Mr Edem was concerned that the reference in that paragraph to “on the papers” meant that HHJ McMullen was depriving him of an oral Rule 3(10) hearing. In my judgment, however, that was not what HHJ McMullen was saying. HHJ McMullen was, in stating this paragraph, in my judgment simply concerned with a sensible way forward at the expiry of the time of the adjournment and stay. If after all there had been a strike out and no appeal from the strike-out, then there would have been nothing necessary to consider at a Rule 3(10) hearing and that application could efficiently be dealt with on the papers, as Mr Edem himself accepts to me on that hypothesis. In any event it would be necessary to give directions as to how the 3(10) application and any appeal from the strike-out decision, which itself may lead in due course to a consideration on the papers and perhaps ultimately to a Rule 3(10) consideration itself, were to be case managed together with the further interlocutory appeal dealt with under HHJ McMullen’s second order. That, it seems to me, is all that lies behind the case management direction of paragraph 3 of that order.

10.

So I am confident that Mr Edem will have the opportunity to make his case at an oral hearing on the merits of his various applications.
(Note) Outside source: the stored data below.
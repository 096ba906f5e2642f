use super::ReadAt;
use std::io;
use std::path::Path;

/// Local file reader with random access support
pub struct LocalFileReader {
    file: std::fs::File,
    size: u64,
}

impl LocalFileReader {
    pub fn new(path: &Path) -> io::Result<Self> {
        let file = std::fs::File::open(path)?;
        let size = file.metadata()?.len();
        Ok(Self { file, size })
    }
}

impl ReadAt for LocalFileReader {
    fn read_at(&self, offset: u64, buf: &mut [u8]) -> io::Result<usize> {
        #[cfg(unix)]
        {
            use std::os::unix::fs::FileExt;
            self.file.read_at(buf, offset)
        }

        #[cfg(windows)]
        {
            // seek_read moves the cursor, which nothing else relies on here
            use std::os::windows::fs::FileExt;
            self.file.seek_read(buf, offset)
        }

        #[cfg(not(any(unix, windows)))]
        {
            use std::io::{Read, Seek, SeekFrom};
            let mut file = &self.file;
            file.seek(SeekFrom::Start(offset))?;
            file.read(buf)
        }
    }

    fn size(&self) -> u64 {
        self.size
    }
}

#[cfg(test)]
mod tests {
    use super::*;

    #[test]
    fn reads_at_offsets_without_moving() {
        let dir = tempfile::tempdir().unwrap();
        let path = dir.path().join("data.bin");
        std::fs::write(&path, b"0123456789").unwrap();

        let reader = LocalFileReader::new(&path).unwrap();
        assert_eq!(reader.size(), 10);

        let mut buf = [0u8; 3];
        reader.read_exact_at(7, &mut buf).unwrap();
        assert_eq!(&buf, b"789");
        reader.read_exact_at(2, &mut buf).unwrap();
        assert_eq!(&buf, b"234");
    }

    #[test]
    fn reading_past_the_end_fails() {
        let dir = tempfile::tempdir().unwrap();
        let path = dir.path().join("short.bin");
        std::fs::write(&path, b"abc").unwrap();

        let reader = LocalFileReader::new(&path).unwrap();
        let mut buf = [0u8; 4];
        let err = reader.read_exact_at(1, &mut buf).unwrap_err();
        assert_eq!(err.kind(), io::ErrorKind::UnexpectedEof);
    }

    #[test]
    fn missing_file_is_an_error() {
        let dir = tempfile::tempdir().unwrap();
        assert!(LocalFileReader::new(&dir.path().join("absent")).is_err());
    }
}
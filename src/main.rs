use std::env;
use std::fs;
use std::path::PathBuf;

use anyhow::{Context, Result};
use clap::Parser;

use quillscript::interpreter::Interpreter;

#[derive(Debug, Parser)]
#[command(
    name = "quillscript",
    about = "Executes QuillScript source (.quill) files.",
    version
)]
struct Args {
    /// Path to a QuillScript source file.
    script: PathBuf,

    /// Print each statement before execution (equivalent to setting
    /// QUILL_TRACE=1).
    #[arg(long)]
    trace: bool,
}

fn main() -> Result<()> {
    let args = Args::parse();
    let source = fs::read_to_string(&args.script)
        .with_context(|| format!("file not found: {}", args.script.display()))?;

    let mut interpreter = Interpreter::new();
    interpreter.set_trace(args.trace || trace_from_env());
    interpreter.run_source(&source);
    Ok(())
}

fn trace_from_env() -> bool {
    env::var("QUILL_TRACE")
        .ok()
        .map(|value| {
            let lower = value.to_ascii_lowercase();
            !(lower.is_empty() || lower == "0" || lower == "false" || lower == "off")
        })
        .unwrap_or(false)
}
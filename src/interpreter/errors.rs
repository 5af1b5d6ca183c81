use std::io;

use thiserror::Error;

use crate::expr::ExprError;

/// Non-fatal runtime errors. Every statement executes inside an
/// isolating boundary: the engine reports these with the originating
/// line number and statement text, then continues with the next
/// statement. The only fatal condition is a missing script at load
/// time, which is handled in `main`.
#[derive(Debug, Error)]
pub enum RuntimeError {
    /// A typed read failed to coerce; the raw text is kept.
    #[error("invalid {expected} input '{raw}', keeping raw text")]
    InputCoercion { expected: &'static str, raw: String },
    /// Expression evaluation failed; the engine yields `false`.
    #[error("cannot evaluate '{expr}': {cause}")]
    Expression { expr: String, cause: ExprError },
    /// File or list operation failure.
    #[error("{0}")]
    Resource(String),
    #[error("unrecognized command '{0}'")]
    UnknownCommand(String),
    #[error("'{target}' is not an object or method '{method}' not found")]
    MethodNotFound { target: String, method: String },
    #[error("malformed statement: {0}")]
    Malformed(String),
    #[error("input stream error: {0}")]
    Input(#[from] io::Error),
}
As for those merits, they are not before me and I will therefore confine myself simply to saying that so far as the interlocutory Notices of Appeal are concerned, Mr Edem may do well to recognise that he needs to show an error of law, which may prove difficult in relation to what are interlocutory case management decisions. Nevertheless, I recognise that one ground of appeal buried amongst many others in his interlocutory Notices of Appeal is complaint about the conduct of the Employment Tribunal.

11.

So all those matters lie in the future. It seems to me that I have said enough to have made it plain, as Mr Edem has fairly and frankly accepted before me this morning during argument, that there would no proper basis upon which I should give permission to appeal on the renewed Notices of Appeal to this court which are before me this morning in respect of what are nothing more than sensible case management directions of HHJ McMullen in a complex situation.

12.

For these reasons I refuse these two applications. It seems to me that it is unnecessary for me to go further into the complex background to this litigation.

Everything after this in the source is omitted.